» Task item:
Look through the data below and work out how many lines contain the string "failed". Give the number alone.

(Supplied entries)

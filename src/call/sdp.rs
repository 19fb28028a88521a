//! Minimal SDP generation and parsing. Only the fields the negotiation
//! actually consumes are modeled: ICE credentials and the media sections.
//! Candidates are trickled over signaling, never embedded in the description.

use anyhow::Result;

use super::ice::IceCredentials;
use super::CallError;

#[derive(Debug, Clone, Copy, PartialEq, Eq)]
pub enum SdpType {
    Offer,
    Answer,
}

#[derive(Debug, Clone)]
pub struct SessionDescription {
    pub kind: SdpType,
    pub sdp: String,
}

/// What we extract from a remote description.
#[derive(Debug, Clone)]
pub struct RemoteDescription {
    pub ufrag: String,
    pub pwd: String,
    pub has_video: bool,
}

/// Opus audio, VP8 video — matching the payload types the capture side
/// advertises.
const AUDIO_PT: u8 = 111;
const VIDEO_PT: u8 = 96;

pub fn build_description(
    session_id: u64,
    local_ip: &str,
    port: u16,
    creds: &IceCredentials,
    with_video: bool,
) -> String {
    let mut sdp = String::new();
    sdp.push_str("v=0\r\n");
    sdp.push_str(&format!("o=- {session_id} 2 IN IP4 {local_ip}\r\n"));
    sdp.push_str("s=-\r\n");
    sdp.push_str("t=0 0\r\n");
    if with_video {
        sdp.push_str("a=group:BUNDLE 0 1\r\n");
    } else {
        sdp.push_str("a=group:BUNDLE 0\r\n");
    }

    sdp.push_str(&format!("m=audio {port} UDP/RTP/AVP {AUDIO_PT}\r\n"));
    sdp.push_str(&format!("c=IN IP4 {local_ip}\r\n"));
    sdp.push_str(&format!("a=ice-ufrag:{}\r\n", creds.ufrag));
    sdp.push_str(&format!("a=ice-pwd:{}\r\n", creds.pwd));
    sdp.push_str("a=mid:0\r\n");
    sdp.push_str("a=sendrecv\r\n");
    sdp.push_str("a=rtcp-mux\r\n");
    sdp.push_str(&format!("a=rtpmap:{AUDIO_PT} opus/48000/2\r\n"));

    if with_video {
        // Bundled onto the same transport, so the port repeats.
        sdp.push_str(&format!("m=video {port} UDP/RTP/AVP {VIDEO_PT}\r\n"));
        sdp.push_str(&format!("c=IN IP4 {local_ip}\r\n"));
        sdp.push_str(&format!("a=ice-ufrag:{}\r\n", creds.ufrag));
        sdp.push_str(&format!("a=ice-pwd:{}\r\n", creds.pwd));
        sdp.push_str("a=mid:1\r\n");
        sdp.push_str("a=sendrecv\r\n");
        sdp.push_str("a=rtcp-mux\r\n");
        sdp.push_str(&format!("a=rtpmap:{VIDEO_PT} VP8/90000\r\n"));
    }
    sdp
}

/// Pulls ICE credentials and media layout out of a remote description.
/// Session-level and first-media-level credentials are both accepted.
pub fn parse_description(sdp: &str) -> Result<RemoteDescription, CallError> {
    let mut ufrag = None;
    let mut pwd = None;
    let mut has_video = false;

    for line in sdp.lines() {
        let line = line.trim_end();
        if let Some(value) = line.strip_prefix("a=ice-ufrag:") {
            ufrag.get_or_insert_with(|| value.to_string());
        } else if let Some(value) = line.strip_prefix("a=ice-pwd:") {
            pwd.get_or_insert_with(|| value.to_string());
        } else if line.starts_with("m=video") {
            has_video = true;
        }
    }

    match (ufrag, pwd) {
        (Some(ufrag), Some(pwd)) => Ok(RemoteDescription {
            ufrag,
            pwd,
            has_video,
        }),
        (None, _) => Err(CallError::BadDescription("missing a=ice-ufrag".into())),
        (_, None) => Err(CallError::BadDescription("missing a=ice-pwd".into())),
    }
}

(End Supplied entries)
(Supplied entries)

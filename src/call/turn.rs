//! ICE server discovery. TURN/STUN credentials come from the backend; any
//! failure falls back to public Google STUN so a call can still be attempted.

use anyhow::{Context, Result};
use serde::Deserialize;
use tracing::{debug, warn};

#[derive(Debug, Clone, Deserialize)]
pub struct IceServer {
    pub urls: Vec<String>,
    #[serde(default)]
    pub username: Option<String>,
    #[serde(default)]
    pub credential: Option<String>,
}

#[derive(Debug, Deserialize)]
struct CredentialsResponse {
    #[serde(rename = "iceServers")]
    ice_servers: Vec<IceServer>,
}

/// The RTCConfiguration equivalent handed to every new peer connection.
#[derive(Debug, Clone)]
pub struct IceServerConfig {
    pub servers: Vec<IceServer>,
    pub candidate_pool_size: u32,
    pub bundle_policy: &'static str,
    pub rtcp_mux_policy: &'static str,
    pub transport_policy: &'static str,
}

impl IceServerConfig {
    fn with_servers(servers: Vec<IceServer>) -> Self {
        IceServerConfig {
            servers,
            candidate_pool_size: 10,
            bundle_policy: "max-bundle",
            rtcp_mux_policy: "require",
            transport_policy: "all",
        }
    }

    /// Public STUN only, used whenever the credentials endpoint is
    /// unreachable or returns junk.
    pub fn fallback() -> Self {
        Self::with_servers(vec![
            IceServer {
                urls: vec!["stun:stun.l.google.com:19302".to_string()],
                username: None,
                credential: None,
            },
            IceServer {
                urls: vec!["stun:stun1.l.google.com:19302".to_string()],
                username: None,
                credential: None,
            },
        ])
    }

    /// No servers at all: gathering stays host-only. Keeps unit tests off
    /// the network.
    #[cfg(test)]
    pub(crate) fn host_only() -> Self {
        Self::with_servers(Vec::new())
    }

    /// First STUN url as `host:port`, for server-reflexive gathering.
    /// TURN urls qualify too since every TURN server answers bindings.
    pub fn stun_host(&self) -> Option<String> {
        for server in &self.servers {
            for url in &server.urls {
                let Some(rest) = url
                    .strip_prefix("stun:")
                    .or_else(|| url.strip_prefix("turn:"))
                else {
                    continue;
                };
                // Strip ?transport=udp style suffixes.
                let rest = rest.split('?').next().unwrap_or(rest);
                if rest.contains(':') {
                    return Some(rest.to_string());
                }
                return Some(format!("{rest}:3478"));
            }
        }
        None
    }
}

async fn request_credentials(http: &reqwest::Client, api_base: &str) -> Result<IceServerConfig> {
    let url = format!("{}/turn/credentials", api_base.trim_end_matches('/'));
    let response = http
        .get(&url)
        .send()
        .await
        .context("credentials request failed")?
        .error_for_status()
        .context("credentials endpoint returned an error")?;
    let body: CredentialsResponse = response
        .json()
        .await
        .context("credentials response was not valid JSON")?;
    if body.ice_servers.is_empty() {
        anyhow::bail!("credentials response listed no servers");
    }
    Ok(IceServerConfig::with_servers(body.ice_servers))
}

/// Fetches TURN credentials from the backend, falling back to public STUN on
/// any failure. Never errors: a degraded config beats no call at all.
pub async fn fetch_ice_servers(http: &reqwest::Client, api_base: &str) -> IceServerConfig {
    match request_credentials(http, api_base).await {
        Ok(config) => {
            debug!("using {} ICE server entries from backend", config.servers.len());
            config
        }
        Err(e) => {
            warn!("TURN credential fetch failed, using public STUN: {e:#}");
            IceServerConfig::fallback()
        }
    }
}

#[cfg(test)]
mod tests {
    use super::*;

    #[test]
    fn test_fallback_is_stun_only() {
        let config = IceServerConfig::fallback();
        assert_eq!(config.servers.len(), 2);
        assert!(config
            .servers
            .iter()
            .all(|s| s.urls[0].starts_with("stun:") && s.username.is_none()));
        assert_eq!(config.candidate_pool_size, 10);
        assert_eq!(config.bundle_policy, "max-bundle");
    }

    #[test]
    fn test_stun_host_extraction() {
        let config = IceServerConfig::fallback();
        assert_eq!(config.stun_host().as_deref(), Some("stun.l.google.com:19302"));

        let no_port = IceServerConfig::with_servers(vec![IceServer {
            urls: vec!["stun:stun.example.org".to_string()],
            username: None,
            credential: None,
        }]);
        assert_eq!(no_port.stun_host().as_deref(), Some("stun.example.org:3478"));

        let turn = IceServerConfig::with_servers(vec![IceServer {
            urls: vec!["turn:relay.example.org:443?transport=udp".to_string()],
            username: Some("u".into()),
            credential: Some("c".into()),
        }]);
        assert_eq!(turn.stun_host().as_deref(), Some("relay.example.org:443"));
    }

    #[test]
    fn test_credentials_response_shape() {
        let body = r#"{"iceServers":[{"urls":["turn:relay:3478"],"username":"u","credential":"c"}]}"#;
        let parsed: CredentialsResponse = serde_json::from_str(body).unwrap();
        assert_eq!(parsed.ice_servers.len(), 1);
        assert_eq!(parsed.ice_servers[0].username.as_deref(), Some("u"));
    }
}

(End Supplied entries)

» Task result:
2